From the quality of online comments to problems in moderation, almost every strand that makes up the comments space has been analysed in detail in this column. However, the comments section has failed to become a meaningful forum. What ails it? I think the difference between above-the-line journalistic writing and below-the-line comments is the difference between journalism and platform companies. Journalists focus on readers, while the principle concern for platform companies is traffic. The primary goal of journalism is to inform. Its best measuring tools are qualitative in nature, and public good is its fulcrum. For platform companies, quantitative measuring subsumes everything; analytics and metrics override the idea of public sphere.

The term digital disruption may bring various associated terms to our mind: filter bubbles, echo chambers, fake news, post-truth narratives, and anonymous slander. But none of these terms is helpful when it comes to working out a modality for healthy conversations with readers. Instead of providing a means to overcome the pitfalls created by the virtual space, these words have pitted print against online. The issue is not about the medium which one uses to read; it is about what one reads.

Killing the comments section

Over the last five years, I have been writing about a number of news organisations that have killed their comments section because of its failure to deliver. The Atlantic (TheAtlantic.com) is the latest to join this long list.

According to a report in the Nieman Journalism Lab, a letters section has replaced the comments section on The Atlantic ’s website and is modelled on its print section called ‘The Conversation’. Explaining the rationale behind the move, Adrienne LaFrance, editor of The Atlantic , said: “Design-wise, comments are treated as an afterthought. We wanted to find a way to elevate the best ideas from our readers.” In this new scheme, “staffers on the print and digital sides will read the letters, choosing the ones with the most interesting and challenging ideas. Many will be published individually and will get the same design and editorial as regular TheAtlantic.com articles, with illustrations and placement on the site’s homepage and social channels.” The Atlantic ’s move brings back the idea of editorial intervention by incentivising thought-out responses over knee-jerk reactions.

Monologue to dialogue

There are multiple theories to handle the digital conundrum, some complementing and some contradicting each other, and they tend to be analysis for paralysis. The need is to harness multiple views of readers, valuable feedback, and the domain expertise of journalists in a debate that clarifies varies positions. In fact, the weekly debate section of this newspaper, called ‘Yes, No, It’s Complicated’, can be the format to reinvent the comments section. With space being no constraint on the Web, it is possible to replace the comments moderator with an editor who can curate opinions, weed out vitriol and rhetoric, and facilitate a dialogue between readers and the newspaper.

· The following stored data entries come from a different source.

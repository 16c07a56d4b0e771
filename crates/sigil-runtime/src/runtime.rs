//! Runtime orchestration: configuration, logging and the inbound event loop.
//!
//! # Quick Start
//!
//! ```rust,ignore
//! use sigil_runtime::{SigilRuntime, inbound_channel};
//!
//! // Loads sigil.toml from the current directory, initializes logging.
//! let runtime = SigilRuntime::new();
//!
//! let router = runtime.build_router(transport, |b| {
//!     b.command(Command::new("ping").handler(ping))
//! })?;
//!
//! // The transport pushes InboundEvents into `tx`.
//! let (tx, rx) = inbound_channel(256);
//! runtime.run(&router, rx).await?;
//! ```

use std::future::Future;
use std::path::Path;

use sigil_core::{BoxedTransport, MessageEvent, ReactionEvent};
use sigil_framework::{Router, RouterBuilder};
use tokio::signal;
use tokio::sync::mpsc;
use tokio_util::sync::CancellationToken;
use tracing::{debug, info, trace};

use crate::config::{ConfigLoader, ConfigResult, SigilConfig};
use crate::error::{RuntimeError, RuntimeResult};
use crate::logging;

/// An event delivered by the transport.
#[derive(Debug, Clone, PartialEq, Eq)]
pub enum InboundEvent {
    /// A message was created.
    Message(MessageEvent),
    /// A reaction was added.
    Reaction(ReactionEvent),
}

impl From<MessageEvent> for InboundEvent {
    fn from(event: MessageEvent) -> Self {
        Self::Message(event)
    }
}

impl From<ReactionEvent> for InboundEvent {
    fn from(event: ReactionEvent) -> Self {
        Self::Reaction(event)
    }
}

/// Creates the channel a transport uses to hand events to the runtime.
pub fn inbound_channel(
    capacity: usize,
) -> (mpsc::Sender<InboundEvent>, mpsc::Receiver<InboundEvent>) {
    mpsc::channel(capacity)
}

/// Ties configuration, logging, a [`Router`] and an inbound event stream
/// together.
pub struct SigilRuntime {
    config: SigilConfig,
    shutdown: CancellationToken,
}

impl SigilRuntime {
    /// Creates a runtime from the configuration found in the current
    /// directory, falling back to defaults.
    pub fn new() -> Self {
        let config = ConfigLoader::new()
            .with_current_dir()
            .load()
            .unwrap_or_else(|e| {
                eprintln!("Warning: Failed to load config ({e}), using defaults");
                SigilConfig::default()
            });

        Self::from_config(&config)
    }

    /// Creates a runtime builder for custom configuration.
    pub fn builder() -> RuntimeBuilder {
        RuntimeBuilder::new()
    }

    /// Creates a runtime from `config` and initializes logging.
    pub fn from_config(config: &SigilConfig) -> Self {
        logging::init_from_config(&config.logging);

        info!(
            log_level = %config.logging.level,
            prefixes = ?config.router.prefixes,
            workers = config.router.workers,
            "Runtime initialized from configuration"
        );

        Self {
            config: config.clone(),
            shutdown: CancellationToken::new(),
        }
    }

    /// The loaded configuration.
    pub fn config(&self) -> &SigilConfig {
        &self.config
    }

    /// A router builder preloaded with the configured settings and eviction
    /// policy.
    pub fn router_builder(&self) -> RouterBuilder {
        Router::builder()
            .with_settings(self.config.router.clone())
            .eviction(self.config.interaction.policy())
    }

    /// Builds a router from the configuration plus whatever `configure`
    /// registers.
    pub fn build_router(
        &self,
        transport: BoxedTransport,
        configure: impl FnOnce(RouterBuilder) -> RouterBuilder,
    ) -> RuntimeResult<Router> {
        Ok(configure(self.router_builder()).build(transport)?)
    }

    /// A token that stops [`run`](Self::run) when cancelled.
    pub fn shutdown_token(&self) -> CancellationToken {
        self.shutdown.clone()
    }

    /// Requests shutdown.
    pub fn stop(&self) {
        self.shutdown.cancel();
    }

    /// Feeds `events` into `router` until Ctrl+C (or SIGTERM), the shutdown
    /// token, or the end of the event stream. Queued jobs are drained before
    /// returning.
    pub async fn run(
        &self,
        router: &Router,
        events: mpsc::Receiver<InboundEvent>,
    ) -> RuntimeResult<()> {
        info!("Sigil runtime is now running. Press Ctrl+C to stop.");
        self.serve(router, events, wait_for_signal()).await
    }

    /// Like [`run`](Self::run), with `shutdown` in place of the OS signals.
    pub async fn run_until<F>(
        &self,
        router: &Router,
        events: mpsc::Receiver<InboundEvent>,
        shutdown: F,
    ) -> RuntimeResult<()>
    where
        F: Future<Output = ()>,
    {
        self.serve(router, events, async {
            shutdown.await;
            Ok(())
        })
        .await
    }

    async fn serve<F>(
        &self,
        router: &Router,
        mut events: mpsc::Receiver<InboundEvent>,
        shutdown: F,
    ) -> RuntimeResult<()>
    where
        F: Future<Output = RuntimeResult<()>>,
    {
        let mut shutdown = std::pin::pin!(shutdown);
        let token = self.shutdown.clone();

        let result = loop {
            tokio::select! {
                result = &mut shutdown => break result,
                () = token.cancelled() => {
                    info!("Shutdown requested");
                    break Ok(());
                }
                event = events.recv() => match event {
                    Some(event) => dispatch(router, event).await,
                    None => {
                        info!("Inbound event stream closed");
                        break Ok(());
                    }
                },
            }
        };

        info!("Stopping Sigil runtime, draining queued jobs");
        router.shutdown().await;
        self.shutdown.cancel();
        info!("Runtime stopped");

        result
    }
}

impl Default for SigilRuntime {
    fn default() -> Self {
        Self::new()
    }
}

async fn dispatch(router: &Router, event: InboundEvent) {
    match event {
        InboundEvent::Message(message) => {
            let id = message.id.clone();
            let outcome = router.handle_message(message).await;
            trace!(message = %id, ?outcome, "Message handled");
        }
        InboundEvent::Reaction(reaction) => {
            debug!(message = %reaction.message_id, emoji = %reaction.emoji, "Reaction received");
            router.handle_reaction(&reaction).await;
        }
    }
}

/// Waits for Ctrl+C or, on unix, SIGTERM.
async fn wait_for_signal() -> RuntimeResult<()> {
    #[cfg(unix)]
    {
        let mut sigterm = signal::unix::signal(signal::unix::SignalKind::terminate())
            .map_err(RuntimeError::Signal)?;

        tokio::select! {
            result = signal::ctrl_c() => {
                result.map_err(RuntimeError::Signal)?;
                info!("Received Ctrl+C, shutting down");
            }
            _ = sigterm.recv() => {
                info!("Received SIGTERM, shutting down");
            }
        }
    }

    #[cfg(not(unix))]
    {
        signal::ctrl_c().await.map_err(RuntimeError::Signal)?;
        info!("Received Ctrl+C, shutting down");
    }

    Ok(())
}

/// Builder for a [`SigilRuntime`] with custom configuration sources.
pub struct RuntimeBuilder {
    config_loader: ConfigLoader,
}

impl RuntimeBuilder {
    /// Searches the current directory, reads `SIGIL_*` variables.
    pub fn new() -> Self {
        Self {
            config_loader: ConfigLoader::new().with_current_dir(),
        }
    }

    /// Loads this file instead of searching.
    pub fn config_file<P: AsRef<Path>>(mut self, path: P) -> Self {
        self.config_loader = self.config_loader.file(path);
        self
    }

    /// Sets the configuration profile (e.g. "development", "production").
    pub fn profile(mut self, profile: impl Into<String>) -> Self {
        self.config_loader = self.config_loader.profile(profile);
        self
    }

    /// Adds a search path for configuration files.
    pub fn search_path<P: AsRef<Path>>(mut self, path: P) -> Self {
        self.config_loader = self.config_loader.search_path(path);
        self
    }

    /// Also searches the user configuration directory.
    pub fn with_user_config_dir(mut self) -> Self {
        self.config_loader = self.config_loader.with_user_config_dir();
        self
    }

    /// Disables loading environment variables.
    pub fn without_env(mut self) -> Self {
        self.config_loader = self.config_loader.without_env();
        self
    }

    /// Merges additional configuration programmatically.
    pub fn merge(mut self, config: SigilConfig) -> Self {
        self.config_loader = self.config_loader.merge(config);
        self
    }

    /// Loads the configuration and builds the runtime.
    pub fn build(self) -> ConfigResult<SigilRuntime> {
        let config = self.config_loader.load()?;
        Ok(SigilRuntime::from_config(&config))
    }
}

impl Default for RuntimeBuilder {
    fn default() -> Self {
        Self::new()
    }
}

A survey on the comments section conducted by the Coral Project, a collaboration of The New York Times, The Washington Post , and Mozilla, and funded by The John S. and James L. Knight Foundation, found out that around three-quarters of readers want journalists to clarify factual questions, and experts to respond to comments. The survey also managed to a highlight the idea of curation — 33% of the respondents liked the idea of journalists directing the conversation.

One way to convert multiple, concurrent monologues to valuable editorial input is to subject comments to the same rigorous editorial principles, and reduce the quality difference between the two sets of text that appear above and below the line on our screen. And the space can be opened up for one designated journalist a day from the newspaper to have an online conversation with readers in a systematic manner.